Stored dataset items
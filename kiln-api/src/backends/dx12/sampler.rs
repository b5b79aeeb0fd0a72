use super::util;
use crate::internal_shared;
use crate::{KilnResult, KilnSamplerDef};
use std::sync::Arc;
use windows::Win32::Graphics::Direct3D12::D3D12_SAMPLER_DESC;

#[derive(Debug)]
struct KilnSamplerDx12Inner {
    sampler_def: KilnSamplerDef,
    sampler_id: u64,
}

/// Holds no native object. D3D12 samplers only exist as descriptors, the resource set
/// creates one from the cached desc when the sampler is bound.
#[derive(Clone, Debug)]
pub struct KilnSamplerDx12 {
    inner: Arc<KilnSamplerDx12Inner>,
}

impl KilnSamplerDx12 {
    pub(crate) fn new(sampler_def: &KilnSamplerDef) -> KilnResult<Self> {
        Ok(KilnSamplerDx12 {
            inner: Arc::new(KilnSamplerDx12Inner {
                sampler_def: sampler_def.clone(),
                sampler_id: internal_shared::allocate_view_id(),
            }),
        })
    }

    pub fn sampler_def(&self) -> &KilnSamplerDef {
        &self.inner.sampler_def
    }

    pub fn sampler_id(&self) -> u64 {
        self.inner.sampler_id
    }

    pub(crate) fn dx12_desc(&self) -> D3D12_SAMPLER_DESC {
        util::sampler_desc_to_dx12(&self.inner.sampler_def)
    }
}
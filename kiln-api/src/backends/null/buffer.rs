use crate::internal_shared::BufferCommon;
use crate::KilnBufferDef;
use std::sync::Arc;

#[derive(Clone, Debug)]
pub struct KilnBufferNull {
    inner: Arc<BufferCommon>,
}

impl KilnBufferNull {
    pub(crate) fn new(buffer_def: &KilnBufferDef) -> Self {
        KilnBufferNull {
            inner: Arc::new(BufferCommon::new(buffer_def)),
        }
    }

    pub(crate) fn common(&self) -> &BufferCommon {
        &self.inner
    }
}
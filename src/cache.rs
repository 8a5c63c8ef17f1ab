//! The truth-table cache (L2).
//!
//! For each statement in a library, precomputes the bitmask over all
//! `2^N` assignments for which it holds. Built once per `(N, config)` and
//! treated as read-only thereafter.

use std::collections::BTreeMap;
use std::io::{BufRead, Write};

use crate::bitset::BitSet;
use crate::error::{PuzzleError, Result};
use crate::statement::Statement;

#[derive(Debug, Clone)]
pub struct TruthCache {
    n: u32,
    /// Keyed by canonical code for stable, deterministic iteration (and so
    /// the save format is reproducible byte-for-byte across runs).
    masks: BTreeMap<String, BitSet>,
}

impl TruthCache {
    pub fn n(&self) -> u32 {
        self.n
    }

    pub fn len(&self) -> usize {
        self.masks.len()
    }

    pub fn is_empty(&self) -> bool {
        self.masks.is_empty()
    }

    pub fn truth_mask(&self, code: &str) -> Option<&BitSet> {
        self.masks.get(code)
    }

    pub fn contains(&self, code: &str) -> bool {
        self.masks.contains_key(code)
    }

    /// Every `(code, mask)` pair, in deterministic code order.
    pub fn iter_masks(&self) -> impl Iterator<Item = (&str, &BitSet)> {
        self.masks.iter().map(|(c, m)| (c.as_str(), m))
    }

    /// Build the cache for every statement in `library`. `O(M * 2^N *
    /// max-scope-size)`.
    pub fn build(library: &[Statement], n: u32) -> TruthCache {
        let universe = 1u32 << n;
        let mut masks = BTreeMap::new();
        for stmt in library {
            let code = stmt.encode();
            let mut mask = BitSet::with_bits(universe as usize);
            for j in 0..universe {
                if stmt.evaluate(j) {
                    mask.set(j as usize);
                }
            }
            masks.insert(code, mask);
        }
        TruthCache { n, masks }
    }

    /// Serialize to the self-describing text format:
    /// `N=<n>`, `count=<m>`, then one `CODE HEX` line per statement.
    pub fn save<W: Write>(&self, mut w: W) -> std::io::Result<()> {
        writeln!(w, "N={}", self.n)?;
        writeln!(w, "count={}", self.masks.len())?;
        for (code, mask) in &self.masks {
            writeln!(w, "{code} {}", mask.to_hex())?;
        }
        Ok(())
    }

    /// Load from the text format, rejecting a header mismatch or any code
    /// that fails to parse as a statement of the requested `N`.
    pub fn load<R: BufRead>(mut r: R, expected_n: u32) -> Result<TruthCache> {
        crate::library::validate_n(expected_n)?;
        let mut header = String::new();
        r.read_line(&mut header)?;
        let n: u32 = header
            .trim()
            .strip_prefix("N=")
            .and_then(|s| s.parse().ok())
            .ok_or_else(|| PuzzleError::CacheIncompatible { reason: "missing or malformed N= header".into() })?;
        if n != expected_n {
            return Err(PuzzleError::CacheIncompatible {
                reason: format!("cache built for N={n}, requested N={expected_n}"),
            });
        }

        let mut count_line = String::new();
        r.read_line(&mut count_line)?;
        let count: usize = count_line
            .trim()
            .strip_prefix("count=")
            .and_then(|s| s.parse().ok())
            .ok_or_else(|| PuzzleError::CacheIncompatible { reason: "missing or malformed count= header".into() })?;

        let universe = (1u32 << n) as usize;
        let mut masks = BTreeMap::new();
        for line in r.lines() {
            let line = line?;
            let line = line.trim();
            if line.is_empty() {
                continue;
            }
            let mut parts = line.splitn(2, ' ');
            let code = parts.next().unwrap_or_default();
            let hex = parts.next().ok_or_else(|| PuzzleError::CacheIncompatible {
                reason: format!("line '{line}' is missing its hex mask"),
            })?;
            // Validate the code parses as a real statement of this N.
            Statement::decode(code, n).map_err(|e| PuzzleError::CacheIncompatible {
                reason: format!("unknown or invalid code '{code}': {e}"),
            })?;
            let mask = BitSet::from_hex(hex, universe).ok_or_else(|| PuzzleError::CacheIncompatible {
                reason: format!("malformed hex mask for '{code}'"),
            })?;
            masks.insert(code.to_string(), mask);
        }

        if masks.len() != count {
            return Err(PuzzleError::CacheIncompatible {
                reason: format!("header promised count={count} but {} lines were read", masks.len()),
            });
        }

        Ok(TruthCache { n, masks })
    }
}

impl From<std::io::Error> for PuzzleError {
    fn from(e: std::io::Error) -> Self {
        PuzzleError::CacheIncompatible { reason: format!("io error: {e}") }
    }
}

#[cfg(test)]
mod tests {
    use super::*;
    use crate::library::{build_library, LibraryConfig};

    #[test]
    fn build_matches_direct_evaluation() {
        let lib = build_library(4, &LibraryConfig::default()).unwrap();
        let cache = TruthCache::build(&lib, 4);
        for stmt in &lib {
            let mask = cache.truth_mask(&stmt.encode()).unwrap();
            for j in 0..16u32 {
                assert_eq!(mask.get(j as usize), stmt.evaluate(j));
            }
        }
    }

    #[test]
    fn save_load_roundtrip() {
        let lib = build_library(4, &LibraryConfig::default()).unwrap();
        let cache = TruthCache::build(&lib, 4);
        let mut buf = Vec::new();
        cache.save(&mut buf).unwrap();
        let loaded = TruthCache::load(std::io::Cursor::new(buf), 4).unwrap();
        assert_eq!(loaded.len(), cache.len());
        for (code, mask) in &cache.masks {
            assert_eq!(loaded.truth_mask(code).unwrap(), mask);
        }
    }

    #[test]
    fn load_rejects_mismatched_n() {
        let lib = build_library(6, &LibraryConfig::default()).unwrap();
        let cache = TruthCache::build(&lib, 6);
        let mut buf = Vec::new();
        cache.save(&mut buf).unwrap();
        let err = TruthCache::load(std::io::Cursor::new(buf), 5).unwrap_err();
        assert!(matches!(err, PuzzleError::CacheIncompatible { .. }));
    }

    #[test]
    fn load_rejects_unknown_code() {
        let data = "N=4\ncount=1\nZZ-0-1 f\n";
        let err = TruthCache::load(std::io::Cursor::new(data), 4).unwrap_err();
        assert!(matches!(err, PuzzleError::CacheIncompatible { .. }));
    }
}
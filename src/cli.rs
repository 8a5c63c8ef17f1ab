//! Command-line front end for the werewolf puzzle engine (`wwpuzzle`).
//!
//! Thin by design: no business logic beyond flag parsing, config
//! construction, and formatting the result. The actual work is
//! `build_library` -> `build_cache` (or `TruthCache::load`) -> `generate` /
//! `verify` -> `encode_puzzle`, all in the library crate.

use std::fs::File;
use std::io::{BufReader, BufWriter};
use std::path::PathBuf;

use clap::{Parser, Subcommand, ValueEnum};

use crate::cache::TruthCache;
use crate::error::Result;
use crate::generator::GeneratorConfig;
use crate::library::{build_library, LibraryConfig};
use crate::puzzle::{encode_puzzle, Puzzle};

#[derive(Parser)]
#[command(name = "wwpuzzle")]
#[command(about = "Synthesize and verify werewolf-style logic puzzles with a guaranteed unique solution")]
#[command(version)]
pub struct Cli {
    #[command(subcommand)]
    pub command: Commands,
}

#[derive(Clone, Copy, PartialEq, Eq, ValueEnum)]
pub enum OutputFormat {
    /// The compact `CODE_CODE_..._CODE` wire form.
    Code,
    /// One line per speaker, in plain English.
    Human,
    /// The full `Puzzle` value, including solution metadata.
    Json,
}

#[derive(Subcommand)]
pub enum Commands {
    /// Generate a puzzle for `n` villagers.
    Generate {
        #[arg(long)]
        n: u32,
        #[arg(long, default_value_t = 1)]
        statements_min: u32,
        #[arg(long, default_value_t = 1)]
        statements_max: u32,
        #[arg(long)]
        has_shill: bool,
        #[arg(long, default_value_t = 200)]
        max_attempts: u32,
        #[arg(long, default_value_t = 42)]
        seed: u64,
        /// Path to a saved truth-table cache. Built fresh (and not saved) if
        /// omitted.
        #[arg(long)]
        cache_file: Option<PathBuf>,
        /// Rebuild the cache even if `--cache-file` already exists, and
        /// overwrite it.
        #[arg(long)]
        rebuild_cache: bool,
        #[arg(long, value_enum, default_value_t = OutputFormat::Code)]
        output: OutputFormat,
    },

    /// Verify that a puzzle code admits exactly one solution.
    Verify {
        #[arg(long)]
        n: u32,
        #[arg(long)]
        code: String,
        #[arg(long)]
        cache_file: Option<PathBuf>,
    },

    /// Build (and save) a truth-table cache for `n` villagers.
    BuildCache {
        #[arg(long)]
        n: u32,
        #[arg(long)]
        out: Option<PathBuf>,
    },
}

/// Parse CLI arguments and dispatch to the matching handler. Exit-code
/// policy (0 success, 1 `GenerationExhausted`, 2 any other error) is left
/// to the binary entry point, which inspects the returned error.
pub fn run_cli() -> Result<()> {
    let cli = Cli::parse();
    match cli.command {
        Commands::Generate {
            n,
            statements_min,
            statements_max,
            has_shill,
            max_attempts,
            seed,
            cache_file,
            rebuild_cache,
            output,
        } => cmd_generate(
            n,
            statements_min,
            statements_max,
            has_shill,
            max_attempts,
            seed,
            cache_file.as_deref(),
            rebuild_cache,
            output,
        ),
        Commands::Verify { n, code, cache_file } => cmd_verify(n, &code, cache_file.as_deref()),
        Commands::BuildCache { n, out } => cmd_build_cache(n, out.as_deref()),
    }
}

#[allow(clippy::too_many_arguments)]
fn cmd_generate(
    n: u32,
    statements_min: u32,
    statements_max: u32,
    has_shill: bool,
    max_attempts: u32,
    seed: u64,
    cache_file: Option<&std::path::Path>,
    rebuild_cache: bool,
    output: OutputFormat,
) -> Result<()> {
    let config = GeneratorConfig {
        n,
        statements_min,
        statements_max,
        has_shill,
        max_attempts,
        ..GeneratorConfig::default()
    };
    let cache = load_or_build_cache(n, &config.library, cache_file, rebuild_cache)?;
    let puzzle = crate::generator::generate(&config, &cache, seed)?;
    print_puzzle(&puzzle, output);
    Ok(())
}

fn cmd_verify(n: u32, code: &str, cache_file: Option<&std::path::Path>) -> Result<()> {
    let puzzle = crate::puzzle::decode_puzzle(code, n)?;
    let cache = load_or_build_cache(n, &LibraryConfig::default(), cache_file, false)?;
    let solution = crate::verify::verify_recovering_shill(&puzzle, &cache)?;
    match solution.shill {
        Some(s) => println!("unique solution: assignment={:#b}, shill={s}", solution.assignment),
        None => println!("unique solution: assignment={:#b}", solution.assignment),
    }
    Ok(())
}

fn cmd_build_cache(n: u32, out: Option<&std::path::Path>) -> Result<()> {
    let library = build_library(n, &LibraryConfig::default())?;
    let cache = TruthCache::build(&library, n);
    match out {
        Some(path) => {
            let file = File::create(path)?;
            cache.save(BufWriter::new(file))?;
            println!("wrote {} statement masks to {}", cache.len(), path.display());
        }
        None => println!("built {} statement masks for N={n} (not saved, no --out given)", cache.len()),
    }
    Ok(())
}

fn load_or_build_cache(
    n: u32,
    library_config: &LibraryConfig,
    cache_file: Option<&std::path::Path>,
    rebuild: bool,
) -> Result<TruthCache> {
    if let Some(path) = cache_file {
        if path.exists() && !rebuild {
            let file = File::open(path)?;
            return TruthCache::load(BufReader::new(file), n);
        }
    }
    let library = build_library(n, library_config)?;
    let cache = TruthCache::build(&library, n);
    if let Some(path) = cache_file {
        let file = File::create(path)?;
        cache.save(BufWriter::new(file))?;
    }
    Ok(cache)
}

fn print_puzzle(puzzle: &Puzzle, output: OutputFormat) {
    match output {
        OutputFormat::Code => println!("{}", encode_puzzle(puzzle)),
        OutputFormat::Human => {
            for (i, bundle) in puzzle.bundles.iter().enumerate() {
                let lines: Vec<String> = bundle.iter().map(|s| s.to_string()).collect();
                println!("villager {i}: {}", lines.join(" and "));
            }
            match puzzle.shill {
                Some(s) => println!("solution: {:#b} (shill is villager {s})", puzzle.solution),
                None => println!("solution: {:#b}", puzzle.solution),
            }
        }
        OutputFormat::Json => {
            let json = serde_json::to_string_pretty(puzzle).expect("Puzzle always serializes");
            println!("{json}");
        }
    }
}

— Brief —
All that is needed is the exact run of lines above from the line containing "fn from(e: std::io::Error)" through the line containing "filename src/cli.rs", both of them included.

— Solution for this problem —
    fn from(e: std::io::Error) -> Self {
        PuzzleError::CacheIncompatible { reason: format!("io error: {e}") }
    }
}

#[cfg(test)]
mod tests {
    use super::*;
    use crate::library::{build_library, LibraryConfig};

    #[test]
    fn build_matches_direct_evaluation() {
        let lib = build_library(4, &LibraryConfig::default()).unwrap();
        let cache = TruthCache::build(&lib, 4);
        for stmt in &lib {
            let mask = cache.truth_mask(&stmt.encode()).unwrap();
            for j in 0..16u32 {
                assert_eq!(mask.get(j as usize), stmt.evaluate(j));
            }
        }
    }

    #[test]
    fn save_load_roundtrip() {
        let lib = build_library(4, &LibraryConfig::default()).unwrap();
        let cache = TruthCache::build(&lib, 4);
        let mut buf = Vec::new();
        cache.save(&mut buf).unwrap();
        let loaded = TruthCache::load(std::io::Cursor::new(buf), 4).unwrap();
        assert_eq!(loaded.len(), cache.len());
        for (code, mask) in &cache.masks {
            assert_eq!(loaded.truth_mask(code).unwrap(), mask);
        }
    }

    #[test]
    fn load_rejects_mismatched_n() {
        let lib = build_library(6, &LibraryConfig::default()).unwrap();
        let cache = TruthCache::build(&lib, 6);
        let mut buf = Vec::new();
        cache.save(&mut buf).unwrap();
        let err = TruthCache::load(std::io::Cursor::new(buf), 5).unwrap_err();
        assert!(matches!(err, PuzzleError::CacheIncompatible { .. }));
    }

    #[test]
    fn load_rejects_unknown_code() {
        let data = "N=4\ncount=1\nZZ-0-1 f\n";
        let err = TruthCache::load(std::io::Cursor::new(data), 4).unwrap_err();
        assert!(matches!(err, PuzzleError::CacheIncompatible { .. }));
    }
}
filename src/cli.rs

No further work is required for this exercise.